#### [TASK OBJECTIVE]
Copy out every entry precisely.

#### [STORED DATA]
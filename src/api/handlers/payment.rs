//! Payment handlers: record, list, confirm, fail, pay a part.

use axum::extract::{Path, State};
use axum::http::StatusCode;
use axum::response::IntoResponse;
use axum::routing::{get, post};
use axum::{Json, Router};

use crate::api::dto::{
    FailPaymentRequest, PayPartRequest, PaymentListResponse, PaymentResponse, RecordPaymentRequest,
};
use crate::api::extract::ApiJson;
use crate::app_state::AppState;
use crate::domain::{PartId, PaymentId, SessionId};
use crate::error::{ErrorResponse, GatewayError};

/// Status for a payment write: `201` for a new payment, `200` for a replay.
fn write_status(response: &PaymentResponse) -> StatusCode {
    if response.replayed {
        StatusCode::OK
    } else {
        StatusCode::CREATED
    }
}

/// `POST /sessions/:id/payments`: Record an ad-hoc payment.
///
/// # Errors
///
/// Returns [`GatewayError::Overpayment`], [`GatewayError::InvalidAmount`] or
/// [`GatewayError::SessionClosed`] when the payment cannot be accepted.
#[utoipa::path(
    post,
    path = "/api/v1/sessions/{id}/payments",
    tag = "Payments",
    summary = "Record an ad-hoc payment",
    description = "Records a payment against the outstanding balance. A payment that would exceed the balance is rejected. A retried `request_id` returns the original payment.",
    request_body = RecordPaymentRequest,
    params(
        ("id" = uuid::Uuid, Path, description = "Session UUID"),
    ),
    responses(
        (status = 201, description = "Payment recorded", body = PaymentResponse),
        (status = 200, description = "Retried request, original payment returned", body = PaymentResponse),
        (status = 400, description = "Invalid amount", body = ErrorResponse),
        (status = 404, description = "Session not found", body = ErrorResponse),
        (status = 409, description = "Session closed", body = ErrorResponse),
        (status = 422, description = "Overpayment", body = ErrorResponse),
    )
)]
pub async fn record_payment(
    State(state): State<AppState>,
    Path(id): Path<uuid::Uuid>,
    ApiJson(req): ApiJson<RecordPaymentRequest>,
) -> Result<impl IntoResponse, GatewayError> {
    let receipt = state
        .session_service
        .record_payment(SessionId::from_uuid(id), req.into())
        .await?;
    let response = PaymentResponse::from(receipt);
    Ok((write_status(&response), Json(response)))
}

/// `GET /sessions/:id/payments`: List payments of a session.
///
/// # Errors
///
/// Returns [`GatewayError::SessionNotFound`] if the session does not exist.
#[utoipa::path(
    get,
    path = "/api/v1/sessions/{id}/payments",
    tag = "Payments",
    summary = "List payments",
    description = "Returns every payment of the session in recording order, including failed ones.",
    params(
        ("id" = uuid::Uuid, Path, description = "Session UUID"),
    ),
    responses(
        (status = 200, description = "Payment list", body = PaymentListResponse),
        (status = 404, description = "Session not found", body = ErrorResponse),
    )
)]
pub async fn list_payments(
    State(state): State<AppState>,
    Path(id): Path<uuid::Uuid>,
) -> Result<impl IntoResponse, GatewayError> {
    let data = state
        .session_service
        .list_payments(SessionId::from_uuid(id))
        .await?;
    Ok(Json(PaymentListResponse { data }))
}

/// `POST /sessions/:sid/payments/:pid/confirm`: Confirm a pending payment.
///
/// # Errors
///
/// Returns [`GatewayError::PaymentNotFound`] or
/// [`GatewayError::PaymentNotPending`] when the payment cannot be confirmed.
#[utoipa::path(
    post,
    path = "/api/v1/sessions/{session_id}/payments/{payment_id}/confirm",
    tag = "Payments",
    summary = "Confirm a pending payment",
    description = "Moves a pending payment to confirmed. Confirming an already confirmed payment is a no-op.",
    params(
        ("session_id" = uuid::Uuid, Path, description = "Session UUID"),
        ("payment_id" = uuid::Uuid, Path, description = "Payment UUID"),
    ),
    responses(
        (status = 200, description = "Payment confirmed", body = PaymentResponse),
        (status = 404, description = "Session or payment not found", body = ErrorResponse),
        (status = 409, description = "Payment already failed", body = ErrorResponse),
    )
)]
pub async fn confirm_payment(
    State(state): State<AppState>,
    Path((session_id, payment_id)): Path<(uuid::Uuid, uuid::Uuid)>,
) -> Result<impl IntoResponse, GatewayError> {
    let receipt = state
        .session_service
        .confirm_payment(
            SessionId::from_uuid(session_id),
            PaymentId::from_uuid(payment_id),
        )
        .await?;
    Ok(Json(PaymentResponse::from(receipt)))
}

/// `POST /sessions/:sid/payments/:pid/fail`: Fail a pending payment.
///
/// # Errors
///
/// Returns [`GatewayError::PaymentNotFound`] or
/// [`GatewayError::PaymentNotPending`] when the payment cannot be failed.
#[utoipa::path(
    post,
    path = "/api/v1/sessions/{session_id}/payments/{payment_id}/fail",
    tag = "Payments",
    summary = "Fail a pending payment",
    description = "Marks a pending payment as failed and releases the balance it reserved.",
    request_body = FailPaymentRequest,
    params(
        ("session_id" = uuid::Uuid, Path, description = "Session UUID"),
        ("payment_id" = uuid::Uuid, Path, description = "Payment UUID"),
    ),
    responses(
        (status = 200, description = "Payment failed", body = PaymentResponse),
        (status = 404, description = "Session or payment not found", body = ErrorResponse),
        (status = 409, description = "Payment already confirmed", body = ErrorResponse),
    )
)]
pub async fn fail_payment(
    State(state): State<AppState>,
    Path((session_id, payment_id)): Path<(uuid::Uuid, uuid::Uuid)>,
    ApiJson(req): ApiJson<FailPaymentRequest>,
) -> Result<impl IntoResponse, GatewayError> {
    let receipt = state
        .session_service
        .fail_payment(
            SessionId::from_uuid(session_id),
            PaymentId::from_uuid(payment_id),
            req.reason.as_deref().unwrap_or_default(),
        )
        .await?;
    Ok(Json(PaymentResponse::from(receipt)))
}

/// `POST /parts/:part_id/pay`: Pay one split part in full.
///
/// # Errors
///
/// Returns [`GatewayError::PartNotFound`], [`GatewayError::PartAlreadyPaid`]
/// or [`GatewayError::SessionClosed`].
#[utoipa::path(
    post,
    path = "/api/v1/parts/{part_id}/pay",
    tag = "Payments",
    summary = "Pay a split part",
    description = "Records a confirmed payment for the full amount of the part and marks it paid. Paying the last outstanding amount completes the session.",
    request_body = PayPartRequest,
    params(
        ("part_id" = uuid::Uuid, Path, description = "Split part UUID"),
    ),
    responses(
        (status = 201, description = "Part paid", body = PaymentResponse),
        (status = 200, description = "Retried request, original payment returned", body = PaymentResponse),
        (status = 404, description = "Part not found", body = ErrorResponse),
        (status = 409, description = "Part already paid or session closed", body = ErrorResponse),
    )
)]
pub async fn pay_part(
    State(state): State<AppState>,
    Path(part_id): Path<uuid::Uuid>,
    ApiJson(req): ApiJson<PayPartRequest>,
) -> Result<impl IntoResponse, GatewayError> {
    let receipt = state
        .session_service
        .pay_part(PartId::from_uuid(part_id), req.into())
        .await?;
    let response = PaymentResponse::from(receipt);
    Ok((write_status(&response), Json(response)))
}

/// Payment routes.
pub fn routes() -> Router<AppState> {
    Router::new()
        .route(
            "/sessions/{id}/payments",
            get(list_payments).post(record_payment),
        )
        .route(
            "/sessions/{session_id}/payments/{payment_id}/confirm",
            post(confirm_payment),
        )
        .route(
            "/sessions/{session_id}/payments/{payment_id}/fail",
            post(fail_payment),
        )
        .route("/parts/{part_id}/pay", post(pay_part))
}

#### [TASK ANSWER]
filename src/api/handlers/payment.rs
//! Payment handlers: record, list, confirm, fail, pay a part.

use axum::extract::{Path, State};
use axum::http::StatusCode;
use axum::response::IntoResponse;
use axum::routing::{get, post};
use axum::{Json, Router};

use crate::api::dto::{
    FailPaymentRequest, PayPartRequest, PaymentListResponse, PaymentResponse, RecordPaymentRequest,
};
use crate::api::extract::ApiJson;
use crate::app_state::AppState;
use crate::domain::{PartId, PaymentId, SessionId};
use crate::error::{ErrorResponse, GatewayError};

/// Status for a payment write: `201` for a new payment, `200` for a replay.
fn write_status(response: &PaymentResponse) -> StatusCode {
    if response.replayed {
        StatusCode::OK
    } else {
        StatusCode::CREATED
    }
}

/// `POST /sessions/:id/payments`: Record an ad-hoc payment.
///
/// # Errors
///
/// Returns [`GatewayError::Overpayment`], [`GatewayError::InvalidAmount`] or
/// [`GatewayError::SessionClosed`] when the payment cannot be accepted.
#[utoipa::path(
    post,
    path = "/api/v1/sessions/{id}/payments",
    tag = "Payments",
    summary = "Record an ad-hoc payment",
    description = "Records a payment against the outstanding balance. A payment that would exceed the balance is rejected. A retried `request_id` returns the original payment.",
    request_body = RecordPaymentRequest,
    params(
        ("id" = uuid::Uuid, Path, description = "Session UUID"),
    ),
    responses(
        (status = 201, description = "Payment recorded", body = PaymentResponse),
        (status = 200, description = "Retried request, original payment returned", body = PaymentResponse),
        (status = 400, description = "Invalid amount", body = ErrorResponse),
        (status = 404, description = "Session not found", body = ErrorResponse),
        (status = 409, description = "Session closed", body = ErrorResponse),
        (status = 422, description = "Overpayment", body = ErrorResponse),
    )
)]
pub async fn record_payment(
    State(state): State<AppState>,
    Path(id): Path<uuid::Uuid>,
    ApiJson(req): ApiJson<RecordPaymentRequest>,
) -> Result<impl IntoResponse, GatewayError> {
    let receipt = state
        .session_service
        .record_payment(SessionId::from_uuid(id), req.into())
        .await?;
    let response = PaymentResponse::from(receipt);
    Ok((write_status(&response), Json(response)))
}

/// `GET /sessions/:id/payments`: List payments of a session.
///
/// # Errors
///
/// Returns [`GatewayError::SessionNotFound`] if the session does not exist.
#[utoipa::path(
    get,
    path = "/api/v1/sessions/{id}/payments",
    tag = "Payments",
    summary = "List payments",
    description = "Returns every payment of the session in recording order, including failed ones.",
    params(
        ("id" = uuid::Uuid, Path, description = "Session UUID"),
    ),
    responses(
        (status = 200, description = "Payment list", body = PaymentListResponse),
        (status = 404, description = "Session not found", body = ErrorResponse),
    )
)]
pub async fn list_payments(
    State(state): State<AppState>,
    Path(id): Path<uuid::Uuid>,
) -> Result<impl IntoResponse, GatewayError> {
    let data = state
        .session_service
        .list_payments(SessionId::from_uuid(id))
        .await?;
    Ok(Json(PaymentListResponse { data }))
}

/// `POST /sessions/:sid/payments/:pid/confirm`: Confirm a pending payment.
///
/// # Errors
///
/// Returns [`GatewayError::PaymentNotFound`] or
/// [`GatewayError::PaymentNotPending`] when the payment cannot be confirmed.
#[utoipa::path(
    post,
    path = "/api/v1/sessions/{session_id}/payments/{payment_id}/confirm",
    tag = "Payments",
    summary = "Confirm a pending payment",
    description = "Moves a pending payment to confirmed. Confirming an already confirmed payment is a no-op.",
    params(
        ("session_id" = uuid::Uuid, Path, description = "Session UUID"),
        ("payment_id" = uuid::Uuid, Path, description = "Payment UUID"),
    ),
    responses(
        (status = 200, description = "Payment confirmed", body = PaymentResponse),
        (status = 404, description = "Session or payment not found", body = ErrorResponse),
        (status = 409, description = "Payment already failed", body = ErrorResponse),
    )
)]
pub async fn confirm_payment(
    State(state): State<AppState>,
    Path((session_id, payment_id)): Path<(uuid::Uuid, uuid::Uuid)>,
) -> Result<impl IntoResponse, GatewayError> {
    let receipt = state
        .session_service
        .confirm_payment(
            SessionId::from_uuid(session_id),
            PaymentId::from_uuid(payment_id),
        )
        .await?;
    Ok(Json(PaymentResponse::from(receipt)))
}

/// `POST /sessions/:sid/payments/:pid/fail`: Fail a pending payment.
///
/// # Errors
///
/// Returns [`GatewayError::PaymentNotFound`] or
/// [`GatewayError::PaymentNotPending`] when the payment cannot be failed.
#[utoipa::path(
    post,
    path = "/api/v1/sessions/{session_id}/payments/{payment_id}/fail",
    tag = "Payments",
    summary = "Fail a pending payment",
    description = "Marks a pending payment as failed and releases the balance it reserved.",
    request_body = FailPaymentRequest,
    params(
        ("session_id" = uuid::Uuid, Path, description = "Session UUID"),
        ("payment_id" = uuid::Uuid, Path, description = "Payment UUID"),
    ),
    responses(
        (status = 200, description = "Payment failed", body = PaymentResponse),
        (status = 404, description = "Session or payment not found", body = ErrorResponse),
        (status = 409, description = "Payment already confirmed", body = ErrorResponse),
    )
)]
pub async fn fail_payment(
    State(state): State<AppState>,
    Path((session_id, payment_id)): Path<(uuid::Uuid, uuid::Uuid)>,
    ApiJson(req): ApiJson<FailPaymentRequest>,
) -> Result<impl IntoResponse, GatewayError> {
    let receipt = state
        .session_service
        .fail_payment(
            SessionId::from_uuid(session_id),
            PaymentId::from_uuid(payment_id),
            req.reason.as_deref().unwrap_or_default(),
        )
        .await?;
    Ok(Json(PaymentResponse::from(receipt)))
}

/// `POST /parts/:part_id/pay`: Pay one split part in full.
///
/// # Errors
///
/// Returns [`GatewayError::PartNotFound`], [`GatewayError::PartAlreadyPaid`]
/// or [`GatewayError::SessionClosed`].
#[utoipa::path(
    post,
    path = "/api/v1/parts/{part_id}/pay",
    tag = "Payments",
    summary = "Pay a split part",
    description = "Records a confirmed payment for the full amount of the part and marks it paid. Paying the last outstanding amount completes the session.",
    request_body = PayPartRequest,
    params(
        ("part_id" = uuid::Uuid, Path, description = "Split part UUID"),
    ),
    responses(
        (status = 201, description = "Part paid", body = PaymentResponse),
        (status = 200, description = "Retried request, original payment returned", body = PaymentResponse),
        (status = 404, description = "Part not found", body = ErrorResponse),
        (status = 409, description = "Part already paid or session closed", body = ErrorResponse),
    )
)]
pub async fn pay_part(
    State(state): State<AppState>,
    Path(part_id): Path<uuid::Uuid>,
    ApiJson(req): ApiJson<PayPartRequest>,
) -> Result<impl IntoResponse, GatewayError> {
    let receipt = state
        .session_service
        .pay_part(PartId::from_uuid(part_id), req.into())
        .await?;
    let response = PaymentResponse::from(receipt);
    Ok((write_status(&response), Json(response)))
}

/// Payment routes.
pub fn routes() -> Router<AppState> {
    Router::new()
        .route(
            "/sessions/{id}/payments",
            get(list_payments).post(record_payment),
        )
        .route(
            "/sessions/{session_id}/payments/{payment_id}/confirm",
            post(confirm_payment),
        )
        .route(
            "/sessions/{session_id}/payments/{payment_id}/fail",
            post(fail_payment),
        )
        .route("/parts/{part_id}/pay", post(pay_part))
}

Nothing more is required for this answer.